The controller fromBackingObject is called but from should i return the ModelAndView? should i call some controller function???
Hi vivi,
From your question I guess you are uncertain about how to return back the ModelAndView object from your Controller.
You would need to create a new ModelAndView object passing in the JSONView and a Map of values as parameters.
This has been discussed in a previous comment (4/11/2007 11:27AM ).
Hope this helps...
Nice approach Vijay!
I was just wondering whether custom objects would work just as a Map obj
for Spring 2.2.5 this would become:
public class JsonView implements View {
/**
* Return the content type of the view, if predetermined.

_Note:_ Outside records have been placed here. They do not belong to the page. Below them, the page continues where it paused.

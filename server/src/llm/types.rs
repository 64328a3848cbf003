//! LLM types: provider-neutral message types and errors.
//!
//! Shared by the Anthropic and `OpenAI` clients. Only plain-text turns are
//! modelled; the prompt flows in this server never hand tools to the model.

use serde::{Deserialize, Serialize};

// =============================================================================
// ERROR
// =============================================================================

/// Errors produced by LLM client operations.
#[derive(Debug, thiserror::Error)]
pub enum LlmError {
    /// A configuration value could not be parsed.
    #[error("config parse failed: {0}")]
    ConfigParse(String),

    /// The required API key environment variable is not set.
    #[error("missing API key: env var {var} not set")]
    MissingApiKey { var: String },

    /// The HTTP request to the LLM provider failed.
    #[error("API request failed: {0}")]
    ApiRequest(String),

    /// The LLM provider returned a non-success HTTP status.
    #[error("API response error: status {status}")]
    ApiResponse { status: u16, body: String },

    /// The LLM provider response body could not be deserialized.
    #[error("API response parse failed: {0}")]
    ApiParse(String),

    /// The underlying HTTP client could not be constructed.
    #[error("HTTP client build failed: {0}")]
    HttpClientBuild(String),
}

impl LlmError {
    /// Stable machine-readable code, used as a structured log field.
    #[must_use]
    pub fn error_code(&self) -> &'static str {
        match self {
            Self::ConfigParse(_) => "E_CONFIG_PARSE",
            Self::MissingApiKey { .. } => "E_MISSING_API_KEY",
            Self::ApiRequest(_) => "E_API_REQUEST",
            Self::ApiResponse { status: 429, .. } => "E_QUOTA",
            Self::ApiResponse { .. } => "E_API_RESPONSE",
            Self::ApiParse(_) => "E_API_PARSE",
            Self::HttpClientBuild(_) => "E_HTTP_CLIENT_BUILD",
        }
    }
}

// =============================================================================
// CONTENT BLOCKS
// =============================================================================

/// A structured content block in an API response.
#[derive(Debug, Clone, PartialEq, Eq, Serialize, Deserialize)]
#[serde(tag = "type")]
pub enum ContentBlock {
    /// A plain text segment.
    #[serde(rename = "text")]
    Text { text: String },

    /// Any other block type (thinking, tool use, ...); the flows read text only.
    #[serde(other)]
    Unknown,
}

// =============================================================================
// MESSAGE TYPES
// =============================================================================

/// A single plain-text turn in a conversation.
#[derive(Debug, Clone, PartialEq, Eq, Serialize, Deserialize)]
pub struct Message {
    pub role: String,
    pub content: String,
}

impl Message {
    #[must_use]
    pub fn user(content: impl Into<String>) -> Self {
        Self { role: "user".into(), content: content.into() }
    }
}

/// Response from an LLM chat call.
#[derive(Debug, Serialize, Deserialize)]
pub struct ChatResponse {
    pub content: Vec<ContentBlock>,
    pub model: String,
    pub stop_reason: String,
    pub input_tokens: u64,
    pub output_tokens: u64,
}

impl ChatResponse {
    /// Concatenate every text block, in order, separated by newlines.
    #[must_use]
    pub fn text(&self) -> String {
        self.content
            .iter()
            .filter_map(|block| match block {
                ContentBlock::Text { text } => Some(text.as_str()),
                _ => None,
            })
            .collect::<Vec<_>>()
            .join("\n")
    }
}

// =============================================================================
// LLM CHAT TRAIT
// =============================================================================

/// Provider-neutral async trait for LLM chat. Enables mocking in tests.
#[async_trait::async_trait]
pub trait LlmChat: Send + Sync {
    /// Send a chat request to the LLM provider.
    ///
    /// # Errors
    ///
    /// Returns an [`LlmError`] if the request fails, the response is malformed,
    /// or the API key is absent.
    async fn chat(&self, max_tokens: u32, system: &str, messages: &[Message]) -> Result<ChatResponse, LlmError>;
}

#[cfg(test)]
#[path = "types_test.rs"]
mod tests;
//! Connectivity check state.
//!
//! DESIGN
//! ======
//! A run moves `NotRun -> Pending -> Completed`, and a completed check
//! re-enters `Pending` when run again. Each run replaces the previous result
//! wholesale; nothing from an earlier run survives into the next.

#[cfg(test)]
#[path = "connectivity_test.rs"]
mod connectivity_test;

use crate::net::ipify::{ConnectivityError, LookupReport};

/// Banner shown when neither lookup endpoint could be reached.
pub const COMBINED_ERROR: &str = "Could not connect to test servers. Please check your internet connection.";

#[derive(Clone, Copy, Debug, Default, PartialEq, Eq)]
pub enum CheckPhase {
    #[default]
    NotRun,
    Pending,
    Completed,
}

/// Outcome of one completed run.
#[derive(Clone, Debug, Default, PartialEq, Eq)]
pub struct ConnectivityResult {
    pub ipv4_address: Option<String>,
    pub ipv6_address: Option<String>,
    pub error_message: Option<String>,
}

/// Per-protocol verdict shown in the result cards.
#[derive(Clone, Debug, PartialEq, Eq)]
pub enum ProtocolStatus {
    /// No completed run to report on.
    Unknown,
    Supported(String),
    Unsupported,
}

impl ProtocolStatus {
    #[must_use]
    pub fn is_supported(&self) -> bool {
        matches!(self, Self::Supported(_))
    }
}

#[derive(Clone, Debug, Default, PartialEq, Eq)]
pub struct ConnectivityState {
    pub phase: CheckPhase,
    pub result: Option<ConnectivityResult>,
}

impl ConnectivityState {
    /// Clear any previous result and enter `Pending`.
    #[must_use]
    pub fn begin_run(self) -> Self {
        Self { phase: CheckPhase::Pending, result: None }
    }

    /// Record the lookup outcome and enter `Completed`.
    #[must_use]
    pub fn complete(self, outcome: Result<LookupReport, ConnectivityError>) -> Self {
        let result = match outcome {
            Ok(report) => ConnectivityResult {
                ipv4_address: report.ipv4,
                ipv6_address: report.ipv6,
                error_message: None,
            },
            Err(_) => ConnectivityResult {
                error_message: Some(COMBINED_ERROR.to_owned()),
                ..ConnectivityResult::default()
            },
        };
        Self { phase: CheckPhase::Completed, result: Some(result) }
    }

    #[must_use]
    pub fn is_pending(&self) -> bool {
        self.phase == CheckPhase::Pending
    }

    #[must_use]
    pub fn has_run(&self) -> bool {
        self.phase != CheckPhase::NotRun
    }

    #[must_use]
    pub fn ipv6_status(&self) -> ProtocolStatus {
        self.status(|r| r.ipv6_address.as_deref())
    }

    #[must_use]
    pub fn ipv4_status(&self) -> ProtocolStatus {
        self.status(|r| r.ipv4_address.as_deref())
    }

    #[must_use]
    pub fn error_message(&self) -> Option<&str> {
        self.result.as_ref()?.error_message.as_deref()
    }

    /// Label for the run button in the current phase.
    #[must_use]
    pub fn button_label(&self) -> &'static str {
        match self.phase {
            CheckPhase::NotRun => "Run IPv6 Test",
            CheckPhase::Pending => "Running tests...",
            CheckPhase::Completed => "Run Test Again",
        }
    }

    fn status(&self, pick: impl Fn(&ConnectivityResult) -> Option<&str>) -> ProtocolStatus {
        if self.phase != CheckPhase::Completed {
            return ProtocolStatus::Unknown;
        }
        match self.result.as_ref().and_then(pick) {
            Some(addr) => ProtocolStatus::Supported(addr.to_owned()),
            None => ProtocolStatus::Unsupported,
        }
    }
}

// =============================================================================
// LABELS
// =============================================================================

#[must_use]
pub fn ipv6_label(status: &ProtocolStatus) -> String {
    match status {
        ProtocolStatus::Supported(addr) => format!("Supported. Your IPv6 address is: {addr}"),
        ProtocolStatus::Unsupported => "Not supported or not configured.".to_owned(),
        ProtocolStatus::Unknown => String::new(),
    }
}

#[must_use]
pub fn ipv4_label(status: &ProtocolStatus) -> String {
    match status {
        ProtocolStatus::Supported(addr) => format!("Supported. Your IPv4 address is: {addr}"),
        ProtocolStatus::Unsupported => "Not supported. You may have an IPv6-only connection.".to_owned(),
        ProtocolStatus::Unknown => String::new(),
    }
}
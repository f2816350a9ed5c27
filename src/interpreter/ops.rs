use std::cmp::Ordering;

use super::*;
use crate::ast::{BinOp, MathOp};

impl Interpreter {
    /// Truthiness: `陰`/`陽`; numbers nonzero; strings, lists and objects
    /// nonempty; `空無` false; functions true.
    pub fn truthy(&self, value: &Value) -> bool {
        match value {
            Value::Bool(b) => *b,
            Value::Int(n) => *n != 0,
            Value::Float(f) => *f != 0.0,
            Value::Str(s) => !s.is_empty(),
            Value::List(items) => !items.borrow().is_empty(),
            Value::Object(fields) => !fields.borrow().is_empty(),
            Value::Unit => false,
            Value::Fn(_) => true,
        }
    }

    /// `等於` — deep equality, with Int/Float comparing by value.
    pub fn values_eq(&self, a: &Value, b: &Value) -> bool {
        match (a, b) {
            (Value::Int(x), Value::Float(y)) | (Value::Float(y), Value::Int(x)) => {
                *x as f64 == *y
            }
            (Value::List(x), Value::List(y)) => {
                let x = x.borrow();
                let y = y.borrow();
                x.len() == y.len()
                    && x.iter().zip(y.iter()).all(|(a, b)| self.values_eq(a, b))
            }
            (Value::Object(x), Value::Object(y)) => {
                let x = x.borrow();
                let y = y.borrow();
                x.len() == y.len()
                    && x.iter()
                        .zip(y.iter())
                        .all(|((k1, v1), (k2, v2))| k1 == k2 && self.values_eq(v1, v2))
            }
            _ => a == b,
        }
    }

    pub(super) fn eval_binop(
        &self,
        op: BinOp,
        left: Value,
        right: Value,
    ) -> Result<Value, RuntimeError> {
        match op {
            BinOp::Eq => Ok(Value::Bool(self.values_eq(&left, &right))),
            BinOp::Neq => Ok(Value::Bool(!self.values_eq(&left, &right))),
            BinOp::Or => Ok(Value::Bool(self.truthy(&left) || self.truthy(&right))),
            BinOp::And => Ok(Value::Bool(self.truthy(&left) && self.truthy(&right))),
            BinOp::Lt | BinOp::Gt | BinOp::Lte | BinOp::Gte => {
                self.op_compare(&left, &right, op)
            }
        }
    }

    pub(super) fn math_op(
        &self,
        op: MathOp,
        left: Value,
        right: Value,
    ) -> Result<Value, RuntimeError> {
        match op {
            MathOp::Add => self.op_add(left, right),
            MathOp::Sub => self.op_sub(left, right),
            MathOp::Mul => self.op_mul(left, right),
            MathOp::Div => self.op_div(left, right),
        }
    }

    fn op_add(&self, a: Value, b: Value) -> Result<Value, RuntimeError> {
        match (&a, &b) {
            (Value::Int(x), Value::Int(y)) => x
                .checked_add(*y)
                .map(Value::Int)
                .ok_or_else(|| RuntimeError::msg("數字過大")),
            (Value::Float(x), Value::Float(y)) => Ok(Value::Float(x + y)),
            (Value::Int(x), Value::Float(y)) => Ok(Value::Float(*x as f64 + y)),
            (Value::Float(x), Value::Int(y)) => Ok(Value::Float(x + *y as f64)),
            _ => Err(RuntimeError::msg("加者須數")),
        }
    }

    fn op_sub(&self, a: Value, b: Value) -> Result<Value, RuntimeError> {
        match (&a, &b) {
            (Value::Int(x), Value::Int(y)) => x
                .checked_sub(*y)
                .map(Value::Int)
                .ok_or_else(|| RuntimeError::msg("數字過大")),
            (Value::Float(x), Value::Float(y)) => Ok(Value::Float(x - y)),
            (Value::Int(x), Value::Float(y)) => Ok(Value::Float(*x as f64 - y)),
            (Value::Float(x), Value::Int(y)) => Ok(Value::Float(x - *y as f64)),
            _ => Err(RuntimeError::msg("減者須數")),
        }
    }

    fn op_mul(&self, a: Value, b: Value) -> Result<Value, RuntimeError> {
        match (&a, &b) {
            (Value::Int(x), Value::Int(y)) => x
                .checked_mul(*y)
                .map(Value::Int)
                .ok_or_else(|| RuntimeError::msg("數字過大")),
            (Value::Float(x), Value::Float(y)) => Ok(Value::Float(x * y)),
            (Value::Int(x), Value::Float(y)) => Ok(Value::Float(*x as f64 * y)),
            (Value::Float(x), Value::Int(y)) => Ok(Value::Float(x * *y as f64)),
            _ => Err(RuntimeError::msg("乘者須數")),
        }
    }

    /// Int/Int division stays exact when it divides evenly, otherwise
    /// promotes to float.
    fn op_div(&self, a: Value, b: Value) -> Result<Value, RuntimeError> {
        match (&a, &b) {
            (Value::Int(x), Value::Int(y)) => {
                if *y == 0 {
                    Err(RuntimeError::msg("除以零"))
                } else if x % y == 0 {
                    Ok(Value::Int(x / y))
                } else {
                    Ok(Value::Float(*x as f64 / *y as f64))
                }
            }
            (Value::Float(x), Value::Float(y)) => {
                if *y == 0.0 {
                    Err(RuntimeError::msg("除以零"))
                } else {
                    Ok(Value::Float(x / y))
                }
            }
            (Value::Int(x), Value::Float(y)) => Ok(Value::Float(*x as f64 / y)),
            (Value::Float(x), Value::Int(y)) => Ok(Value::Float(x / *y as f64)),
            _ => Err(RuntimeError::msg("除者須數")),
        }
    }

    /// `除 … 所餘幾何`
    pub(super) fn op_mod(&self, a: Value, b: Value) -> Result<Value, RuntimeError> {
        match (&a, &b) {
            (Value::Int(x), Value::Int(y)) => {
                if *y == 0 {
                    Err(RuntimeError::msg("除以零"))
                } else {
                    Ok(Value::Int(x % y))
                }
            }
            _ => {
                let x = self.as_number(&a)?;
                let y = self.as_number(&b)?;
                if y == 0.0 {
                    Err(RuntimeError::msg("除以零"))
                } else {
                    Ok(Value::Float(x % y))
                }
            }
        }
    }

    fn op_compare(&self, a: &Value, b: &Value, op: BinOp) -> Result<Value, RuntimeError> {
        let ord = match (a, b) {
            (Value::Str(x), Value::Str(y)) => x.partial_cmp(y),
            _ => {
                let x = self.as_number(a)?;
                let y = self.as_number(b)?;
                x.partial_cmp(&y)
            }
        };
        let Some(ord) = ord else {
            return Err(RuntimeError::msg("比不得"));
        };
        let result = match op {
            BinOp::Lt => ord == Ordering::Less,
            BinOp::Gt => ord == Ordering::Greater,
            BinOp::Lte => ord != Ordering::Greater,
            BinOp::Gte => ord != Ordering::Less,
            _ => unreachable!(),
        };
        Ok(Value::Bool(result))
    }

    fn as_number(&self, value: &Value) -> Result<f64, RuntimeError> {
        match value {
            Value::Int(n) => Ok(*n as f64),
            Value::Float(f) => Ok(*f),
            _ => Err(RuntimeError::msg("非數也")),
        }
    }
}
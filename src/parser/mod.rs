use crate::ast::*;
use crate::error::GrammarError;
use crate::lexer::{Token, TokenKind};
use crate::source::Span;

pub struct Parser {
    tokens: Vec<Token>,
    pos: usize,
    chars: Vec<char>,
    /// Set when an assignment consumed `是也`: the innermost open block
    /// closes without its own terminator.
    close_block: bool,
}

mod blocks;
mod core;
mod decl;
mod expr;
mod functions;
mod module;
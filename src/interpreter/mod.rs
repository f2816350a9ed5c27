use std::cell::RefCell;
use std::collections::HashMap;
use std::path::PathBuf;
use std::rc::Rc;

use crate::ast::Program;
use crate::source::{canonicalize_path, find_module_file, parse_source};
// Re-export value types so `use wenyan::interpreter::Value` works.
pub use crate::value::{wenyan_repr, Function, RuntimeError, Scope, ScopeChain, Value};

mod eval;
mod exec;
mod ops;

pub struct Interpreter {
    env: ScopeChain,
    /// Values produced but not yet named or taken (`夫 … 取 … 以施`).
    staged: Vec<Value>,
    /// The implicit last-value register `其`.
    it: Value,
    module_root: Option<PathBuf>,
    module_cache: HashMap<String, Scope>,
    /// Canonical paths of books currently being loaded (cycle guard).
    loading: Vec<String>,
    /// When set, `書之` collects lines here instead of writing to stdout.
    capture: Option<Vec<String>>,
}

impl Interpreter {
    pub fn new() -> Self {
        Interpreter {
            env: vec![Rc::new(RefCell::new(HashMap::new()))],
            staged: Vec::new(),
            it: Value::Unit,
            module_root: None,
            module_cache: HashMap::new(),
            loading: Vec::new(),
            capture: None,
        }
    }

    /// Buffer `書之` output instead of printing (used by tests).
    pub fn with_capture() -> Self {
        let mut interp = Interpreter::new();
        interp.capture = Some(Vec::new());
        interp
    }

    pub fn set_module_root(&mut self, root: PathBuf) {
        self.module_root = Some(root);
    }

    pub fn captured(&self) -> &[String] {
        self.capture.as_deref().unwrap_or(&[])
    }

    /// The current value of `其`.
    pub fn it(&self) -> &Value {
        &self.it
    }

    /// Execute a whole program. Control-flow signals escaping to the top
    /// level become user-visible errors here.
    pub fn run(&mut self, program: &Program) -> Result<(), RuntimeError> {
        for stmt in program {
            match self.exec_stmt(stmt) {
                Ok(()) => {}
                Err(RuntimeError::Raised(err)) => {
                    return Err(RuntimeError::Error {
                        msg: format!("未獲之禍「{}」", raised_tag(&err)),
                        span: Some(stmt.span),
                    });
                }
                Err(RuntimeError::Return(_)) => {
                    return Err(RuntimeError::Error {
                        msg: "乃得須在術中".to_string(),
                        span: Some(stmt.span),
                    });
                }
                Err(RuntimeError::Break) => {
                    return Err(RuntimeError::Error {
                        msg: "乃止須在循環中".to_string(),
                        span: Some(stmt.span),
                    });
                }
                Err(RuntimeError::Continue) => {
                    return Err(RuntimeError::Error {
                        msg: "乃止是遍須在循環中".to_string(),
                        span: Some(stmt.span),
                    });
                }
                Err(e) => return Err(e),
            }
        }
        Ok(())
    }

    pub(super) fn write_line(&mut self, line: String) {
        match &mut self.capture {
            Some(buffer) => buffer.push(line),
            None => println!("{}", line),
        }
    }

    // -------------------------------------------------------------------
    // Environment management
    // -------------------------------------------------------------------

    pub(super) fn push_scope(&mut self) {
        self.env.push(Rc::new(RefCell::new(HashMap::new())));
    }

    pub fn define(&mut self, name: String, val: Value) {
        if let Some(scope) = self.env.last() {
            scope.borrow_mut().insert(name, val);
        }
    }

    pub fn lookup(&self, name: &str) -> Result<Value, RuntimeError> {
        for scope in self.env.iter().rev() {
            if let Some(v) = scope.borrow().get(name) {
                return Ok(v.clone());
            }
        }
        Err(RuntimeError::msg(format!("未知之名「{}」", name)))
    }

    /// `昔之…今…` — rebind the nearest existing binding, writing through
    /// shared frames so closures mutate enclosing-function locals.
    pub(super) fn assign_existing(&mut self, name: &str, val: Value) -> Result<(), RuntimeError> {
        for scope in self.env.iter().rev() {
            let mut scope = scope.borrow_mut();
            if scope.contains_key(name) {
                scope.insert(name.to_string(), val);
                return Ok(());
            }
        }
        Err(RuntimeError::msg(format!("未知之名「{}」", name)))
    }

    /// Record a produced value: sets `其` and stages the value.
    pub(super) fn produce(&mut self, val: Value) {
        self.it = val.clone();
        self.staged.push(val);
    }

    // -------------------------------------------------------------------
    // Module loading
    // -------------------------------------------------------------------

    /// Load a book once, returning its top-level bindings. Cached by
    /// canonical path; circular opens are an error.
    pub(super) fn load_module(&mut self, segments: &[String]) -> Result<Scope, RuntimeError> {
        let root = self
            .module_root
            .clone()
            .ok_or_else(|| RuntimeError::msg("未設書庫之根"))?;
        let book = segments.join("中");
        let path = find_module_file(segments, &root)
            .ok_or_else(|| RuntimeError::msg(format!("尋「{}」之書不得", book)))?;
        let key = canonicalize_path(&path).display().to_string();

        if let Some(cached) = self.module_cache.get(&key) {
            return Ok(cached.clone());
        }
        if self.loading.contains(&key) {
            return Err(RuntimeError::msg(format!("書相循環「{}」", book)));
        }

        self.loading.push(key.clone());
        let result = (|| -> Result<Scope, RuntimeError> {
            let src = std::fs::read_to_string(&path)
                .map_err(|e| RuntimeError::msg(format!("讀「{}」之書不得: {}", book, e)))?;
            let program = parse_source(&src, path.parent())
                .map_err(|e| RuntimeError::msg(format!("書「{}」有禍: {}", book, e)))?;

            // Run the book in a clean environment; only output is shared.
            let saved_env = std::mem::replace(
                &mut self.env,
                vec![Rc::new(RefCell::new(HashMap::new()))],
            );
            let saved_root = std::mem::replace(
                &mut self.module_root,
                path.parent().map(|p| p.to_path_buf()),
            );
            let saved_staged = std::mem::take(&mut self.staged);
            let saved_it = std::mem::replace(&mut self.it, Value::Unit);

            let outcome = self.run(&program);
            let exports = self
                .env
                .first()
                .map(|scope| scope.borrow().clone())
                .unwrap_or_default();

            self.env = saved_env;
            self.module_root = saved_root;
            self.staged = saved_staged;
            self.it = saved_it;

            outcome.map_err(|e| RuntimeError::msg(format!("書「{}」有禍: {}", book, e)))?;
            Ok(exports)
        })();
        self.loading.pop();

        let exports = result?;
        self.module_cache.insert(key, exports.clone());
        Ok(exports)
    }
}

impl Default for Interpreter {
    fn default() -> Self {
        Interpreter::new()
    }
}

/// The tag an uncaught error is reported with: its `名` field when the
/// thrown value is an error object, its repr otherwise.
fn raised_tag(err: &Value) -> String {
    if let Value::Object(fields) = err {
        if let Some((_, Value::Str(tag))) = fields
            .borrow()
            .iter()
            .find(|(key, _)| key == "名")
        {
            return tag.clone();
        }
    }
    wenyan_repr(err)
}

* Can be used to check the content type upfront, before the actual rendering process.
* @return String - null
*/
public String getContentType() {
return null;
}
public void render(Map map, HttpServletRequest httpServletRequest, HttpServletResponse httpServletResponse) throws Exception {
JSONObject jsonObject = (JSONObject) JSONSerializer.toJSON(map);
PrintWriter writer = httpServletResponse.getWriter();
writer.write(jsonObject.toString());
}
}
If you are just using org.json you can do this:
public void render(Map model, HttpServletRequest request, HttpServletResponse response) throws Exception {
JSONObject jsonObject = new JSONObject(model);
PrintWriter writer = response.getWriter();
writer.write(jsonObject.toString());
}
Vijay, the approach is excellent. We implmented the same in our project (i.e., using Spring MVC). However, there is one issue the value changed in the field is not being binded to the Model that is form bean in the MVC. It retains the old value. We have to explicitly pass value of the field changed in the query string as request parameter. The javascript method that is performing the AJAX request is as follows:
function getXhrRequest(searchTerms) {
dojo.xhrPost({
url: dojo.byId("initialContactForm").action +"?perform=zip",
timeout: 6000,
handleAs: "text",
preventCache: true,
load: function(res) {
setFieldClass();
},
error: commonError
});
}
In our controller the control is going to the following method:
public ModelAndView processZip(HttpServletRequest request, HttpServletResponse response, Object command,
BindException errors) throws Exception {
InitialContactForm form = (InitialContactForm) command;
Map model = new HashedMap();
return new ModelAndView(new JSONView(),model);
}
When I look at the value of the field in the form in debug mode, it is still the old value. For some reason it is not being binded. The supressBinding method is returning false. The only way I could see the new value entered by the user is by passing the value as a parameter and using request.getParameter("parameterName"). Are we missing something in the process?